Stando ai testimoni oculari il crollo si era verificato intorno alle 7:30, quando un rumore fortissimo, “simile a quello prodotto dallo scarico di pietre da un camion”, si era ingigantito fino a diventare un boato e una nuvola di fumo aveva pervaso la scena. “Dopo qualche minuto, al posto delle snelle strutture in cemento armato era un mucchio di macerie contorte”. Alcuni testimoni videro il palazzo piagarsi in due e crollare su se stesso. Le prime ipotesi avanzavano la presenza di una caverna al di sotto delle fondamenta dell’edificio crollato.
Le mani sulla città di Napoli
Progettista dell’edificio era l’architetto Antonio Minorri, il palazzo era costruito dall’impresa dell’ingegnere Renato Rossi, per conto della cooperativa San Francesco. “Come si è detto, il terreno sul quale sorgeva l’edificio si trova ai margini di un pendio della collina di S. Martino, il punto più alto del quartiere Vomero, dove in questi ultimi anni si è intensificata l’attività edilizia e purtroppo non sempre secondo una linea che garantisse l’assoluto rispetto delle leggi e dei regolamenti vigenti. Le pendici della collina vomerese sono ormai gremite di costruzioni per le quali si utilizza anche il più piccolo e malsicuro fazzoletto di terra”.

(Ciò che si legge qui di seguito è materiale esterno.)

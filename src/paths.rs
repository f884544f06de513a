//! Find the directories where package managers install their packages.

use std::{
    collections::BTreeSet,
    ffi::OsStr,
    fs,
    path::{Path, PathBuf},
};

use walkdir::WalkDir;

/// System directories scanned in every image.
const SYSTEM_ROOTS: &[&str] = &[
    "usr/local/go",
    "usr/local/lib",
    "usr/local/lib64",
    "opt",
    "root",
    "home",
    "usr/share",
    "usr/src",
    "var/www/html",
    "var/lib",
    "mnt",
    "usr/lib",
    "usr/lib64",
];

/// Directories of Windows images.
const WINDOWS_ROOTS: &[&str] = &["Files", "ProgramData"];

/// Application directories, scanned if the working directory is not
/// already inside them.
const APP_ROOTS: &[&str] = &["app", "layers", "data", "srv"];

/// The working directory is not scanned if it is inside one of these,
/// since they are already in [`SYSTEM_ROOTS`].
const SCANNED_PARENTS: &[&str] = &["opt", "home", "root"];

/// Names of the directories with installed packages.
const PACKAGE_DIRS: &[&str] = &["site-packages", "node_modules", "gems", ".cargo", ".composer"];

/// Build the list of directories to scan for installed packages.
///
/// `all_layers_dir` is the directory with the exported archive, and
/// `exploded_dir` the filesystem of the image. The result is sorted, and
/// it only contains existing directories.
pub fn pkg_path_list(
    all_layers_dir: &Path,
    exploded_dir: &Path,
    working_dir: Option<&Path>,
) -> Vec<PathBuf> {
    let mut roots: Vec<PathBuf> = SYSTEM_ROOTS.iter().map(|r| exploded_dir.join(r)).collect();

    for dir in [all_layers_dir, exploded_dir] {
        roots.extend(WINDOWS_ROOTS.iter().map(|r| dir.join(r)));
    }

    if let Some(working_dir) = working_dir {
        let relative = working_dir.strip_prefix(exploded_dir).unwrap_or(working_dir);

        if !SCANNED_PARENTS.iter().any(|p| relative.starts_with(p)) {
            roots.push(working_dir.to_owned());
        }

        for app in APP_ROOTS {
            if !relative.starts_with(app) {
                roots.push(exploded_dir.join(app));
            }
        }
    }

    let mut paths = BTreeSet::new();

    for root in roots {
        if !root.is_dir() {
            continue;
        }

        paths.extend(package_dirs(&root, PACKAGE_DIRS));
        paths.insert(root);
    }

    for dir in [all_layers_dir, exploded_dir] {
        for python in python_installs(dir) {
            paths.extend(package_dirs(&python, &["site-packages"]));
        }
    }

    paths.into_iter().collect()
}

/// Directories under `root` whose name is in `names`. Matches are not
/// descended into.
fn package_dirs(root: &Path, names: &[&str]) -> Vec<PathBuf> {
    let is_match = |name: &OsStr| names.iter().any(|n| name == *n);

    let mut found = Vec::new();
    let mut walker = WalkDir::new(root).follow_links(false).min_depth(1).into_iter();

    loop {
        let entry = match walker.next() {
            None => break,
            Some(Ok(entry)) => entry,
            Some(Err(err)) => {
                tracing::trace!(%err, "unreadable entry");
                continue;
            }
        };

        if entry.file_type().is_dir() && is_match(entry.file_name()) {
            found.push(entry.into_path());
            walker.skip_current_dir();
        }
    }

    found
}

/// Top-level `Python*` directories, like `Python312` in Windows images.
fn python_installs(dir: &Path) -> Vec<PathBuf> {
    let Ok(entries) = fs::read_dir(dir) else {
        return Vec::new();
    };

    entries
        .filter_map(Result::ok)
        .filter(|entry| {
            entry
                .file_name()
                .to_str()
                .is_some_and(|name| name.to_ascii_lowercase().starts_with("python"))
        })
        .filter(|entry| entry.file_type().is_ok_and(|t| t.is_dir()))
        .map(|entry| entry.path())
        .collect()
}

/// Directories in the `PATH` variable of an image environment, like
/// the `Config.Env` list of the inspect data.
pub fn bin_paths<S: AsRef<str>>(env: &[S]) -> Vec<String> {
    env.iter()
        .find_map(|var| var.as_ref().strip_prefix("PATH="))
        .map(|path| {
            path.split(':')
                .filter(|p| !p.is_empty())
                .map(str::to_owned)
                .collect()
        })
        .unwrap_or_default()
}

#[cfg(test)]
mod tests {
    use super::*;

    fn mkdirs(root: &Path, dirs: &[&str]) {
        for dir in dirs {
            fs::create_dir_all(root.join(dir)).unwrap();
        }
    }

    #[test]
    fn scan_known_roots() {
        let tmp = tempfile::tempdir().unwrap();
        let exploded = tmp.path().join("all-layers");

        mkdirs(
            &exploded,
            &[
                "usr/lib/python3/dist-packages",
                "usr/local/lib/python3.12/site-packages/pkg/node_modules",
                "app/node_modules/a/node_modules",
                "srv/vendor",
                "home/u/.cargo/registry",
                "workspace/src",
            ],
        );

        let working_dir = exploded.join("workspace");
        let paths = pkg_path_list(tmp.path(), &exploded, Some(&working_dir));

        let expected: Vec<PathBuf> = [
            "app",
            "app/node_modules",
            "home",
            "home/u/.cargo",
            "srv",
            "usr/lib",
            "usr/local/lib",
            "usr/local/lib/python3.12/site-packages",
            "workspace",
        ]
        .iter()
        .map(|p| exploded.join(p))
        .collect();

        assert_eq!(paths, expected);
    }

    #[test]
    fn working_dir_inside_known_roots() {
        let tmp = tempfile::tempdir().unwrap();
        let exploded = tmp.path().join("all-layers");

        mkdirs(&exploded, &["opt/service", "app/node_modules", "data"]);

        let paths = pkg_path_list(tmp.path(), &exploded, Some(&exploded.join("app")));
        assert!(paths.contains(&exploded.join("app")));
        assert!(paths.contains(&exploded.join("app/node_modules")));
        assert!(paths.contains(&exploded.join("data")));

        let paths = pkg_path_list(tmp.path(), &exploded, Some(&exploded.join("opt/service")));
        assert!(!paths.contains(&exploded.join("opt/service")));
        assert!(paths.contains(&exploded.join("opt")));
    }

    #[test]
    fn windows_python_installs() {
        let tmp = tempfile::tempdir().unwrap();
        let exploded = tmp.path().join("all-layers");

        mkdirs(tmp.path(), &["Python312/Lib/site-packages", "ProgramData"]);
        fs::create_dir_all(&exploded).unwrap();

        let paths = pkg_path_list(tmp.path(), &exploded, None);

        assert_eq!(
            paths,
            [
                tmp.path().join("ProgramData"),
                tmp.path().join("Python312/Lib/site-packages"),
            ]
        );
    }

    #[test]
    fn path_from_env() {
        let env = ["LANG=C.UTF-8", "PATH=/usr/local/bin:/usr/bin::/bin"];
        assert_eq!(bin_paths(&env), ["/usr/local/bin", "/usr/bin", "/bin"]);

        assert!(bin_paths::<&str>(&[]).is_empty());
    }
}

La tragedia provocò profondo cordoglio e sincero sconcerto nella popolazione, l’agitazione delle sigle sindacali. L’articolo riportava il bilancio di 18 morti e 84 feriti nei cantieri napoletani fino a quel giorno di maggio di quell’anno 1955. Secondo quanto ricostruito dopo le indagini, i periti conclusero che a provocare la tragedia fu l’erronea costruzione della scala centrale dell’edificio, sostenuta da piccole travi di sostegno invece che da pilastri più solidi.